Information provided START

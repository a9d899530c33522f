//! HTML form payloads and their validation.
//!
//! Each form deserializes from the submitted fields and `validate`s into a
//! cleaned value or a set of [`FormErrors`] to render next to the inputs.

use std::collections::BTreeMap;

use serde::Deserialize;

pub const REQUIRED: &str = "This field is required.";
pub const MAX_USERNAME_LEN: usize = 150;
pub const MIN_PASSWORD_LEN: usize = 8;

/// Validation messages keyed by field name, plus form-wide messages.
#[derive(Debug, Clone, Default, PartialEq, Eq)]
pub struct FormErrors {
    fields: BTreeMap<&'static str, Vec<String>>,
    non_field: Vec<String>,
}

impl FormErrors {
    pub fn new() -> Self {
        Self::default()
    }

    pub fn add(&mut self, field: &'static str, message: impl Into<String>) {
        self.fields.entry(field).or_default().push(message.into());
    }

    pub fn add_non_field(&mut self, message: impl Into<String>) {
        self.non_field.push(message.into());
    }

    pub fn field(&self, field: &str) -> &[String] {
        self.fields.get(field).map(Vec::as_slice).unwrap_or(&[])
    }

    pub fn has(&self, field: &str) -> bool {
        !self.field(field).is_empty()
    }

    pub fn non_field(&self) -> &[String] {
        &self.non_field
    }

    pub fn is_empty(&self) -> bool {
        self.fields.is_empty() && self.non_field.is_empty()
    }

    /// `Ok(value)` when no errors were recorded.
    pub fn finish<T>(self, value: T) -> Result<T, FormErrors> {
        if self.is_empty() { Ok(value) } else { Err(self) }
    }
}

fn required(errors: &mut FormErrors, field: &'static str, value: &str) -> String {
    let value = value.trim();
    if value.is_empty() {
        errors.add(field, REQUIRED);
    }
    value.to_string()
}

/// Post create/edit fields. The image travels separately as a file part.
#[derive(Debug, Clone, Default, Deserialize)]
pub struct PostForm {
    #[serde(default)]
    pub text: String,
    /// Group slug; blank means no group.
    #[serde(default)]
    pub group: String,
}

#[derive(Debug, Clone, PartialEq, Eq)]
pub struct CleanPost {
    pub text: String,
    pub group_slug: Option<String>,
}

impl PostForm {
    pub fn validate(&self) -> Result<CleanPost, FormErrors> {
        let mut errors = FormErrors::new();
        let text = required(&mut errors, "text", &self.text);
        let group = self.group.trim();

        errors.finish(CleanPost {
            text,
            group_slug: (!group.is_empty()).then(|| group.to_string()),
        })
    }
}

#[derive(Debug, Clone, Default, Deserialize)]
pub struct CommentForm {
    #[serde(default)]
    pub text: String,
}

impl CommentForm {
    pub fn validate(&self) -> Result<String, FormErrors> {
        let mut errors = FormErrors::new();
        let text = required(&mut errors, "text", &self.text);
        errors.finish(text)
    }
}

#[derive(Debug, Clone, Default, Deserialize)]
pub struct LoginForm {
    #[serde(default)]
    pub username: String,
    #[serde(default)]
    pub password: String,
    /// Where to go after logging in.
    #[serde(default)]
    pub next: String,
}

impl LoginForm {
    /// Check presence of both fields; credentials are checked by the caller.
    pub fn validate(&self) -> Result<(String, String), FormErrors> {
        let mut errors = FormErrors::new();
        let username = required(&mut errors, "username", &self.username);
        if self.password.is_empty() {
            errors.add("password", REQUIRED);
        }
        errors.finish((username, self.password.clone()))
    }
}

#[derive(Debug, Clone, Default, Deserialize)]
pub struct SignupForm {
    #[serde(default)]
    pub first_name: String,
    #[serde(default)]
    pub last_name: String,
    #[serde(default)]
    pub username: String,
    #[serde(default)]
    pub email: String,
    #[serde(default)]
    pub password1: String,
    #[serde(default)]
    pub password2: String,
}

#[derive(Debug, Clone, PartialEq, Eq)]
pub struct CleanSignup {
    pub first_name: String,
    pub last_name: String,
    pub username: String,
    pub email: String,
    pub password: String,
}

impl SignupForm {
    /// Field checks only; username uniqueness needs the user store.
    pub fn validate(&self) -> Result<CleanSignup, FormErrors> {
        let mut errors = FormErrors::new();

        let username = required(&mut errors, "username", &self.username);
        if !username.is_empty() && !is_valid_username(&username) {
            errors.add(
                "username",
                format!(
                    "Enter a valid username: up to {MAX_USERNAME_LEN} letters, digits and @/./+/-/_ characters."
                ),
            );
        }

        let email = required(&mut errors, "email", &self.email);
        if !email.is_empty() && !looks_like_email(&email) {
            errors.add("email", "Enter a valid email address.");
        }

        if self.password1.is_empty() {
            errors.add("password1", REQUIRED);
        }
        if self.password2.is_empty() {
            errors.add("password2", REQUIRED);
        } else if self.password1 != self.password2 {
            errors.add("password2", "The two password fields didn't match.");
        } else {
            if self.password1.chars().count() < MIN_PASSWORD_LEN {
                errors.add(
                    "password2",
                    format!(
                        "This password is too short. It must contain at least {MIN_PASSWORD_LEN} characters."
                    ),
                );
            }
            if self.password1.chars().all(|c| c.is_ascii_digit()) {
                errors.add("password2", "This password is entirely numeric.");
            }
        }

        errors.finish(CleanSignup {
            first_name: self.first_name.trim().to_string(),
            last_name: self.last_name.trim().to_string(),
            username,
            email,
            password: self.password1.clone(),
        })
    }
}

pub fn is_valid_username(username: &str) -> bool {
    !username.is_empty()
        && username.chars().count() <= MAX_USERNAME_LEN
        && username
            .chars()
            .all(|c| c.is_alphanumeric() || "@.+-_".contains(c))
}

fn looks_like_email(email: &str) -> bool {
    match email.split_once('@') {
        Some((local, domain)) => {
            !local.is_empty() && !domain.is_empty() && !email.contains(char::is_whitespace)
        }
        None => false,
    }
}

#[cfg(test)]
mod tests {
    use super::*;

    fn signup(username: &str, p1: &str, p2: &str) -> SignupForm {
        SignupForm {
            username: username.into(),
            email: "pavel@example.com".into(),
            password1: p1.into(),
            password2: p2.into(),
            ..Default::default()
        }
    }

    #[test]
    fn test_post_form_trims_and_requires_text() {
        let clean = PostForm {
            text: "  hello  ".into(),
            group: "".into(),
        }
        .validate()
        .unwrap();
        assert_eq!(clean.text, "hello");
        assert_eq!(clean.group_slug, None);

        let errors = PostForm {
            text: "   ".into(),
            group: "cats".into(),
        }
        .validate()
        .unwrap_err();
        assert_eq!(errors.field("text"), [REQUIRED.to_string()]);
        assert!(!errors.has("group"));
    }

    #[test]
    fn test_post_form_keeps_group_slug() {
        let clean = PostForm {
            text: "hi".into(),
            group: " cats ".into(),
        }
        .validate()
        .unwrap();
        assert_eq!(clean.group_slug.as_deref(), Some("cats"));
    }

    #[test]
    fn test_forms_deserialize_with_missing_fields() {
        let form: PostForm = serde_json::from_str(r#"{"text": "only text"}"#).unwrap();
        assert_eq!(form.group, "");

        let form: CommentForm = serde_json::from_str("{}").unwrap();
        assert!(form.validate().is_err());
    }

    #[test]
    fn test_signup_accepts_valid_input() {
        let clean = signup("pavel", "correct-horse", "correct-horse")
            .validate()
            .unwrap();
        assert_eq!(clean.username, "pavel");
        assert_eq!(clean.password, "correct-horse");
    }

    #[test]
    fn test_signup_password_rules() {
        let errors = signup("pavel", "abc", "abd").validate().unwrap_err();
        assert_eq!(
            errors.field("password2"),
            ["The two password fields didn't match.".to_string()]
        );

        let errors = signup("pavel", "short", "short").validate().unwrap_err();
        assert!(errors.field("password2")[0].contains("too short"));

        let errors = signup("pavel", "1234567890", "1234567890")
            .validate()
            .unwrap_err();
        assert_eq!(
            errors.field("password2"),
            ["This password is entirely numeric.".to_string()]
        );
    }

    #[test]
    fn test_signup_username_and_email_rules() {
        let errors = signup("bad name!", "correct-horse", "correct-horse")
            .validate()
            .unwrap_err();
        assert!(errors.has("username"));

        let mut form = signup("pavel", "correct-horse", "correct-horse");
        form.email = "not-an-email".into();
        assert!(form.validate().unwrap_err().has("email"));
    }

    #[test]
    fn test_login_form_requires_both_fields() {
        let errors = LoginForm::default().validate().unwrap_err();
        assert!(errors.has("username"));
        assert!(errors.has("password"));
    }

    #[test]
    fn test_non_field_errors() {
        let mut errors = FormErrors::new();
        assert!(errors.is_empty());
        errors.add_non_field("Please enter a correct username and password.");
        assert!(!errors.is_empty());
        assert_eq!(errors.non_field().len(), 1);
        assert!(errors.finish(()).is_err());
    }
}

Information provided END

(Instructions to follow): Transcribe the lines from the first line of the records through the line that contains "pub fn validate(&self) -> Result<CleanPost, FormErrors>", both included, and add nothing else.

(Response area):
repository a9d899530c33522f
//! HTML form payloads and their validation.
//!
//! Each form deserializes from the submitted fields and `validate`s into a
//! cleaned value or a set of [`FormErrors`] to render next to the inputs.

use std::collections::BTreeMap;

use serde::Deserialize;

pub const REQUIRED: &str = "This field is required.";
pub const MAX_USERNAME_LEN: usize = 150;
pub const MIN_PASSWORD_LEN: usize = 8;

/// Validation messages keyed by field name, plus form-wide messages.
#[derive(Debug, Clone, Default, PartialEq, Eq)]
pub struct FormErrors {
    fields: BTreeMap<&'static str, Vec<String>>,
    non_field: Vec<String>,
}

impl FormErrors {
    pub fn new() -> Self {
        Self::default()
    }

    pub fn add(&mut self, field: &'static str, message: impl Into<String>) {
        self.fields.entry(field).or_default().push(message.into());
    }

    pub fn add_non_field(&mut self, message: impl Into<String>) {
        self.non_field.push(message.into());
    }

    pub fn field(&self, field: &str) -> &[String] {
        self.fields.get(field).map(Vec::as_slice).unwrap_or(&[])
    }

    pub fn has(&self, field: &str) -> bool {
        !self.field(field).is_empty()
    }

    pub fn non_field(&self) -> &[String] {
        &self.non_field
    }

    pub fn is_empty(&self) -> bool {
        self.fields.is_empty() && self.non_field.is_empty()
    }

    /// `Ok(value)` when no errors were recorded.
    pub fn finish<T>(self, value: T) -> Result<T, FormErrors> {
        if self.is_empty() { Ok(value) } else { Err(self) }
    }
}

fn required(errors: &mut FormErrors, field: &'static str, value: &str) -> String {
    let value = value.trim();
    if value.is_empty() {
        errors.add(field, REQUIRED);
    }
    value.to_string()
}

/// Post create/edit fields. The image travels separately as a file part.
#[derive(Debug, Clone, Default, Deserialize)]
pub struct PostForm {
    #[serde(default)]
    pub text: String,
    /// Group slug; blank means no group.
    #[serde(default)]
    pub group: String,
}

#[derive(Debug, Clone, PartialEq, Eq)]
pub struct CleanPost {
    pub text: String,
    pub group_slug: Option<String>,
}

impl PostForm {
    pub fn validate(&self) -> Result<CleanPost, FormErrors> {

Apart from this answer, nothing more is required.